As Financial Advisers, it is easy to get overly excited about financial changes that are made by the IRS. With that being said, the recent updates to Required Minimum Distributions (or RMD) affects anyone and everyone with retirement assets eventually. Prior to hitting the meat and potatoes, lets divulge into the vegetables.

To start, you may be asking what is an RMD? A Required Minimum Distribution or RMD is the amount that needs to be distributed annually from tax-deferred or retirement accounts once you have reached a certain age. Essentially these assets have yet to be taxed when the accounts are contributed to and grow tax deferred. You may be asking deferred till when? Well, upon distribution, these assets are taxed at ordinary income levels. The idea being these retirement assets grow and hopefully, when they are taxed during your retirement, you have a lower income tax-bracket than when you were working. Much like a tip for a lingering bellhop, the RMD makes sure that eventually, the IRS gets a piece of the action. This is calculated with a factor based on life expectancy being applied to your 12/31 retirement account value from the year prior.

Now for the mains. In November 2020, the IRA released new life expectancy tables containing new factors to be applied to RMDs beginning in 2022 and beyond. Fortunately, the new tables have a slight reduction to the factor used for calculating the RMD each year. This reduction in factor means a reduced RMD year over year thus allowing for the assets to continue to grow tax deferred within the retirement account. But wait… there’s more! Formally, the age RMDs began was 70 ½, however, the IRS has moved this date now to age 72. This is not to say if you need to take money from your retirement accounts you can’t prior to age 72, but it is not a requirement to do so. As long as you are 59 ½, retirement accounts are fair game.

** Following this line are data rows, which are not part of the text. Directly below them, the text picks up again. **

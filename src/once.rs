//! Call-once synchronization (spec §4.10, component L10).
//!
//! No teacher file covers this; built directly from the
//! [`crate::mutex::MutexCb`] and [`crate::condvar::CondVar`] primitives
//! already implemented, the same way `std::sync::Once` is classically
//! described in terms of a mutex and a condition variable rather than a
//! dedicated scheduler hook.
use core::cell::Cell;

use crate::condvar::CondVar;
use crate::mutex::{Kind, MutexCb, Protocol};

#[derive(Debug, Clone, Copy, PartialEq, Eq)]
enum OnceState {
    NotStarted,
    Running,
    Done,
}

pub struct Once {
    state: Cell<OnceState>,
    mutex: MutexCb,
    condvar: CondVar,
}

impl Once {
    pub const fn new() -> Self {
        Self {
            state: Cell::new(OnceState::NotStarted),
            mutex: MutexCb::new(Protocol::None, Kind::Normal),
            condvar: CondVar::new(),
        }
    }

    /// Run `f` exactly once across however many threads call
    /// `call_once` on this `Once`, regardless of which thread "wins" the
    /// race to run it. Threads that lose the race block until the winner
    /// finishes before returning.
    pub fn call_once(&'static self, f: impl FnOnce()) {
        self.mutex.lock().unwrap_or_else(|_| crate::error::fatal("Once's own mutex is poisoned"));
        match self.state.get() {
            OnceState::Done => {
                self.unlock();
            }
            OnceState::Running => {
                while !matches!(self.state.get(), OnceState::Done) {
                    self.condvar
                        .wait(&self.mutex)
                        .unwrap_or_else(|_| crate::error::fatal("Once wait interrupted"));
                }
                self.unlock();
            }
            OnceState::NotStarted => {
                self.state.set(OnceState::Running);
                self.unlock();
                f();
                self.mutex.lock().unwrap_or_else(|_| crate::error::fatal("Once's own mutex is poisoned"));
                self.state.set(OnceState::Done);
                self.condvar.notify_all();
                self.unlock();
            }
        }
    }

    pub fn is_completed(&self) -> bool {
        matches!(self.state.get(), OnceState::Done)
    }

    fn unlock(&'static self) {
        self.mutex.unlock().unwrap_or_else(|_| crate::error::fatal("Once's own mutex is poisoned"));
    }
}

unsafe impl Sync for Once {}

#[cfg(test)]
mod tests {
    use super::*;

    #[test]
    fn fresh_once_is_not_completed() {
        static ONCE: Once = Once::new();
        assert!(!ONCE.is_completed());
    }
}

The reasons these changes to the RMD benefit you, the investor, is that as mentioned before, retirement assets grow tax deferred. By reducing the factor applied during calculation of the RMD or deferring it till 72, more of those assets get to stay in that tax deferred bucket longer. As many savvy investors know, small incremental changes are incredibly helpful over the long run when striving for financial security or independence. Much like putting a small amount of money away for a rainy day (or retirement), it is nice that you won’t get completely soaked when you need to reach for that umbrella.